Die Schweizerische Post hat ihr Gelb für die Kernprodukte erfolgreich als Marke schützen lassen. Die Rekurskommission für Geistiges Eigentum bestätigte am Dienstag einen Bericht von Radio DRS. Ob die Post der Konkurrenz den gelben Auftritt völlig verbieten wird, war vorerst offen. Mit dem Entscheid habe man einen Richtungswechsel vollzogen, sagte Kommissionspräsident Kurt Wüthrich. Er erinnerte daran, dass die Kommission noch 1995 ein Gesuch abgelehnt habe, die Farbe Lila für die Schokolade "Milka" im Markenregister einzutragen. Eine Farbe als solche sei nicht schutzfähig, hiess es damals.
1998 lehnte das Institut für Geistiges Eigentum dann auch das Begehren der Post ab, die Farbe Gelb zu schützen, da die Farbe zum Allgemeingut gehöre. Die Post reichte darauf bei der Rekurskommission eine Beschwerde ein und gab eine Marktanalyse in Auftrag. Die vertiefte Marktforschung habe ergeben, dass die Farbe Gelb im Bewusstsein der Öffentlichkeit stark mit dem Unternehmen der Post assoziiert werde, sagte Post-Sprecher Oliver Flüeler. "Der grösste Teil der Befragten verbindet die gelbe Farbe spontan mit der Post, noch bevor sie andere Begriffe wie Sonne, Sonnenblume, Wärme oder Süden nennen", sagte Flüeler. Bei der Frage, welchem Unternehmen die gelbe Farbe zugeordnet werden könne, hätten sogar 90 Prozent die Post vor allen anderen Unternehmen genannt.

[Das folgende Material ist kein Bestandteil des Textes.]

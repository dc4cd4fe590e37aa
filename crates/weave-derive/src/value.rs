//! Runtime values that derived instances operate on.

use std::fmt;

/// A dynamically shaped value.
///
/// Product instances are `Record`s named after their constructor. A sum
/// instance is the `Record` of whichever variant it is, so variant
/// membership is a name comparison. Singletons are zero-field records.
/// Variadic fields are spread into the record's tail.
#[derive(Clone, Debug, PartialEq)]
pub enum Value {
    Unit,
    Bool(bool),
    Int(i64),
    Float(f64),
    Str(String),
    List(Vec<Value>),
    Record { name: String, fields: Vec<Value> },
}

impl Value {
    pub fn record(name: impl Into<String>, fields: Vec<Value>) -> Value {
        Value::Record {
            name: name.into(),
            fields,
        }
    }

    pub fn str(s: impl Into<String>) -> Value {
        Value::Str(s.into())
    }

    /// Constructor name of a record.
    pub fn record_name(&self) -> Option<&str> {
        match self {
            Value::Record { name, .. } => Some(name),
            _ => None,
        }
    }
}

impl fmt::Display for Value {
    fn fmt(&self, f: &mut fmt::Formatter<'_>) -> fmt::Result {
        match self {
            Value::Unit => write!(f, "()"),
            Value::Bool(b) => write!(f, "{}", b),
            Value::Int(i) => write!(f, "{}", i),
            Value::Float(x) => write!(f, "{}", x),
            Value::Str(s) => write!(f, "{:?}", s),
            Value::List(items) => {
                write!(f, "[")?;
                for (i, item) in items.iter().enumerate() {
                    if i > 0 {
                        write!(f, ", ")?;
                    }
                    write!(f, "{}", item)?;
                }
                write!(f, "]")
            }
            Value::Record { name, fields } => {
                write!(f, "{}(", name)?;
                for (i, field) in fields.iter().enumerate() {
                    if i > 0 {
                        write!(f, ", ")?;
                    }
                    write!(f, "{}", field)?;
                }
                write!(f, ")")
            }
        }
    }
}
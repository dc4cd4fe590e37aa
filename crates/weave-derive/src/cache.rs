//! Per-request memo of resolved capability references.

use rustc_hash::FxHashMap;
use tracing::debug;

use crate::knot::Binding;
use crate::ty::Ty;

/// Type → resolved binding, or `None` for a type that failed.
///
/// Write-once per key: a type's capability is derived or looked up at most
/// once per request, and every later request for it sees the same binding.
/// The one exception is [`evict_found_since`](Self::evict_found_since): a
/// success derived while some enclosing type was still on the stack may
/// hold a placeholder for it, and is dropped if that enclosing type fails.
pub struct ResolutionCache<I> {
    entries: FxHashMap<Ty, Option<Binding<I>>>,
    /// Keys in insertion order.
    order: Vec<Ty>,
}

impl<I> Default for ResolutionCache<I> {
    fn default() -> Self {
        ResolutionCache {
            entries: FxHashMap::default(),
            order: Vec::new(),
        }
    }
}

impl<I> ResolutionCache<I> {
    pub fn new() -> Self {
        Self::default()
    }

    /// `Some(None)` is a cached failure; `None` means never resolved.
    pub fn get(&self, ty: &Ty) -> Option<Option<&Binding<I>>> {
        self.entries.get(ty).map(Option::as_ref)
    }

    /// Record the outcome for `ty`. A second write for the same key is
    /// ignored and the first value kept; returns whether the write happened.
    pub fn insert(&mut self, ty: &Ty, binding: Option<Binding<I>>) -> bool {
        if self.entries.contains_key(ty) {
            debug!(ty = %ty, "ignoring second cache write");
            return false;
        }
        self.entries.insert(ty.clone(), binding);
        self.order.push(ty.clone());
        true
    }

    /// A position in the write history, for [`evict_found_since`](Self::evict_found_since).
    pub fn mark(&self) -> usize {
        self.order.len()
    }

    /// Forget every success written after `mark`. Cached failures stay: a
    /// failure never depends on a placeholder. Returns how many were evicted.
    pub fn evict_found_since(&mut self, mark: usize) -> usize {
        let Some(written) = self.order.get(mark..) else {
            return 0;
        };
        let mut kept = Vec::with_capacity(written.len());
        let mut evicted = 0;
        for ty in written.to_vec() {
            if matches!(self.entries.get(&ty), Some(Some(_))) {
                self.entries.remove(&ty);
                evicted += 1;
            } else {
                kept.push(ty);
            }
        }
        self.order.truncate(mark);
        self.order.extend(kept);
        if evicted > 0 {
            debug!(evicted, "evicted results that depended on a failed type");
        }
        evicted
    }

    pub fn len(&self) -> usize {
        self.entries.len()
    }

    pub fn is_empty(&self) -> bool {
        self.entries.is_empty()
    }
}

#[cfg(test)]
mod tests {
    use super::*;
    use crate::knot::BindingName;

    #[test]
    fn write_once() {
        let mut cache = ResolutionCache::new();
        let first = Binding::ready(BindingName(1), "first");
        let second = Binding::ready(BindingName(2), "second");

        assert!(cache.insert(&Ty::string(), Some(first)));
        assert!(!cache.insert(&Ty::string(), Some(second)));

        let hit = cache.get(&Ty::string()).unwrap().unwrap();
        assert_eq!(hit.name(), BindingName(1));
        assert_eq!(cache.len(), 1);
    }

    #[test]
    fn eviction_drops_later_successes_only() {
        let mut cache = ResolutionCache::new();
        cache.insert(&Ty::int(), Some(Binding::ready(BindingName(1), 1u8)));
        let mark = cache.mark();
        cache.insert(&Ty::con("Ya"), Some(Binding::ready(BindingName(2), 2u8)));
        cache.insert(&Ty::con("Mystery"), None);
        cache.insert(&Ty::list(Ty::con("Xa")), Some(Binding::ready(BindingName(3), 3u8)));

        assert_eq!(cache.evict_found_since(mark), 2);
        assert!(cache.get(&Ty::int()).is_some());
        assert!(cache.get(&Ty::con("Ya")).is_none());
        assert!(matches!(cache.get(&Ty::con("Mystery")), Some(None)));
        assert!(cache.get(&Ty::list(Ty::con("Xa"))).is_none());
        assert_eq!(cache.len(), 2);

        // An evicted key can be written again.
        assert!(cache.insert(&Ty::con("Ya"), None));
        assert_eq!(cache.mark(), 3);
    }

    #[test]
    fn cached_failure_is_distinct_from_miss() {
        let mut cache: ResolutionCache<u8> = ResolutionCache::new();
        assert!(cache.get(&Ty::int()).is_none());
        cache.insert(&Ty::int(), None);
        assert!(matches!(cache.get(&Ty::int()), Some(None)));
    }
}
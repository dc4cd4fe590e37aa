//! Shared building blocks for the weave crates.
//!
//! - [`span`]: byte-offset spans into schema source and on-demand line lookup
//! - [`diagnostics`]: rendering options shared by every diagnostic renderer

pub mod diagnostics;
pub mod span;

pub use diagnostics::DiagnosticOptions;
pub use span::{LineIndex, Span};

Die Farbe Gelb wird nun vorerst für zehn Jahre als geschützte Marke für die Kernprodukte der Post eingetragen. So ist Gelb geschützt für die Bereiche Brief- und Pakettransport, Expresspost, Zahlungsverkehr, Kontoführung, Brief- und Paketpost im ausländischen Verkehr oder auch für die Busbetriebe nach Fahrplan. Die Konkurrenten der Post dürfen in diesen Bereichen nicht mehr mit der Farbe Gelb werben.